With the new behavior [...]

Well, that "drag back to original source" was never implemented. It was just an unintentional side effect of the world morph repelling all such drop operations...

This new functionality gets-in-the-way-of the "stop, I don't want to do this anymore" portion of that gesture.

Let's not mix up things. That new gesture only applies of the tool itself does not want that drop operation. So, I think you just found a bug with that method-drag-drop interaction between browsers.

I believe there are keyboard shortcuts and menu items to open browsers on selected message names already without impact existing behavior.

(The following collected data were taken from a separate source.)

impl ResourceDefinition {
    /// A resource named `name` drawing its rows from `query_set`
    ///
    /// Nothing is enabled until methods are allowed explicitly.
    pub fn new(name: impl Into<String>, query_set: QuerySet) -> Self {
        Self {
            name: name.into(),
            query_set,
            fields: Vec::new(),
            allowed_methods: HashSet::new(),
            filter_fields: Vec::new(),
            required_filter_fields: Vec::new(),
            exclude_filter_fields: Vec::new(),
            update_filter_fields: Vec::new(),
            delete_filter_fields: Vec::new(),
            method_perms: Vec::new(),
            object_perms: Vec::new(),
            is_cached: false,
            cache_prefix: None,
            cache_timeout: None,
            size_per_request: None,
            form_class: None,
            form_selector: None,
            methods: HashMap::new(),
            stages: Vec::new(),
        }
    }

    pub fn with_fields<I, F>(mut self, fields: I) -> Self
    where
        I: IntoIterator<Item = F>,
        F: Into<FieldDescriptor>,
    {
        self.fields.extend(fields.into_iter().map(Into::into));
        self
    }

    pub fn with_allowed_methods(mut self, methods: impl IntoIterator<Item = Method>) -> Self {
        self.allowed_methods.extend(methods);
        self
    }

    pub fn with_filter_fields(mut self, names: &[&str]) -> Self {
        self.filter_fields = owned(names);
        self
    }

    pub fn with_required_filter_fields(mut self, names: &[&str]) -> Self {
        self.required_filter_fields = owned(names);
        self
    }

    pub fn with_exclude_filter_fields(mut self, names: &[&str]) -> Self {
        self.exclude_filter_fields = owned(names);
        self
    }

    pub fn with_update_filter_fields(mut self, names: &[&str]) -> Self {
        self.update_filter_fields = owned(names);
        self
    }

    pub fn with_delete_filter_fields(mut self, names: &[&str]) -> Self {
        self.delete_filter_fields = owned(names);
        self
    }

    pub fn with_method_perm(mut self, perm: MethodPerm) -> Self {
        self.method_perms.push(perm);
        self
    }

    pub fn with_object_perm(mut self, perm: ObjectPerm) -> Self {
        self.object_perms.push(perm);
        self
    }

    /// Cache resolved payloads under `<prefix or name>_<id>`
    pub fn with_cache(mut self, prefix: Option<&str>) -> Self {
        self.is_cached = true;
        self.cache_prefix = prefix.map(str::to_string);
        self
    }

    pub fn with_cache_timeout(mut self, timeout: Duration) -> Self {
        self.cache_timeout = Some(timeout);
        self
    }

    pub fn with_page_size(mut self, size: usize) -> Self {
        self.size_per_request = Some(size);
        self
    }

    pub fn with_form(mut self, form: Arc<FormSpec>) -> Self {
        self.form_class = Some(form);
        self
    }

    pub fn with_form_selector<F>(mut self, selector: F) -> Self
    where
        F: Fn(&Resource, Method) -> Option<Arc<FormSpec>> + Send + Sync + 'static,
    {
        self.form_selector = Some(Arc::new(selector));
        self
    }

    /// Provide a method for derived fields
    pub fn with_method<F>(mut self, name: impl Into<String>, method: F) -> Self
    where
        F: Fn(&Resource, &str, &Record, &RequestContext) -> Value + Send + Sync + 'static,
    {
        self.methods.insert(name.into(), Arc::new(method));
        self
    }

    pub fn with_stage(mut self, stage: impl ResourceStage + 'static) -> Self {
        self.stages.push(Arc::new(stage));
        self
    }

    pub fn into_arc(self) -> Arc<Self> {
        Arc::new(self)
    }

    // === accessors ===

    pub fn name(&self) -> &str {
        &self.name
    }

    pub fn query_set(&self) -> &QuerySet {
        &self.query_set
    }

    pub fn fields(&self) -> &[FieldDescriptor] {
        &self.fields
    }

    pub fn allows(&self, method: Method) -> bool {
        self.allowed_methods.contains(&method)
    }

    pub fn filter_fields(&self) -> &[String] {
        &self.filter_fields
    }

    pub fn required_filter_fields(&self) -> &[String] {
        &self.required_filter_fields
    }

    pub fn exclude_filter_fields(&self) -> &[String] {
        &self.exclude_filter_fields
    }

    pub fn update_filter_fields(&self) -> &[String] {
        &self.update_filter_fields
    }

    pub fn delete_filter_fields(&self) -> &[String] {
        &self.delete_filter_fields
    }

    /// Whether resolved payloads go through the cache
    ///
    /// Stages such as partial caching switch caching on.
    pub fn is_cached(&self) -> bool {
        self.is_cached || self.stages.iter().any(|s| s.requires_cache())
    }

    pub fn cache_prefix(&self) -> Option<&str> {
        self.cache_prefix.as_deref()
    }

    /// Cache key of the payload of row `id`
    pub fn cache_key(&self, id: i64) -> String {
        format!("{}_{}", self.cache_prefix.as_deref().unwrap_or(self.name.as_str()), id)
    }

    pub fn form_class(&self) -> Option<&Arc<FormSpec>> {
        self.form_class.as_ref()
    }

    /// A derived-value method by name
    pub fn derived(&self, name: &str) -> Option<&DerivedFn> {
        self.methods.get(name)
    }

    pub fn stages(&self) -> &[Arc<dyn ResourceStage>] {
        &self.stages
    }
}

impl fmt::Debug for ResourceDefinition {
    fn fmt(&self, f: &mut fmt::Formatter<'_>) -> fmt::Result {
        let mut methods: Vec<&str> = self.allowed_methods.iter().map(|m| m.as_str()).collect();
        methods.sort_unstable();
        f.debug_struct("ResourceDefinition")
            .field("name", &self.name)
            .field("model", &self.query_set.model)
            .field("fields", &self.fields)
            .field("allowed_methods", &methods)
            .field("is_cached", &self.is_cached())
            .field("cache_prefix", &self.cache_prefix)
            .finish_non_exhaustive()
    }
}

// =============================================================================
// Engine
// =============================================================================

/// A resource bound to one request
pub struct Resource {
    definition: Arc<ResourceDefinition>,
    host: Arc<ResourceHost>,
    context: Arc<RequestContext>,
    instance: Option<Record>,
}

Such keyboard shortcuts are hard to learn. Keyboard-based and mouse-based navigation are two different concepts that are often not exclusive but rather redundant.

marceltaeumel commented 2 years ago

Dragging a message name from this pane to another browser (to move it to a different class) or another message category (to recategorize) is a gesture that already existed in Squeak.

When was that? I just checked Squeak 4.4. Dragging methods betwen classes is not supported.

marceltaeumel commented 2 years ago

[...] menu items to open browsers on selected message names [...]

It is not convenient to collect methods via the regular System Browser. Too much visual clutter. Just using a CodeHolder is much more compact.

tcj commented 2 years ago

When was that? I just checked Squeak 4.4. Dragging methods betwen classes is not supported.

Not true. I can do it. Here's a video.

https://youtu.be/MaVPlWQ9sjc

And a screenshot:

Screen Shot 2022-06-10 at 8 15 37 AM

Note that dragging while holding Shift changes the visuals to have a red "+" sign indicating the method will be copied.

Screen Shot 2022-06-10 at 8 15 09 AM

tcj commented 2 years ago

[...] menu items to open browsers on selected message names [...]

It is not convenient to collect methods via the regular System Browser. Too much visual clutter. Just using a CodeHolder is much more compact.

My point is that one can already quickly open new browsers on message names using existing menus, without resorting to dragging. Here is a video.

https://youtu.be/2K1FPX3fjA8

tcj commented 2 years ago

Such keyboard shortcuts are hard to learn. Keyboard-based and mouse-based navigation are two different concepts that are often not exclusive but rather redundant.

I'm just thinking of this statement in context of "press Escape on your keyboard to cancel your mouse drag operation." I realize it does not relate 1:1, but philosophically there is some resemblance. Esc to cancel mouse drag is common across platforms, but is often not the only way to cancel a drag. (Some platforms allow one to press a secondary or tertiary mouse button to cancel as well, for example.)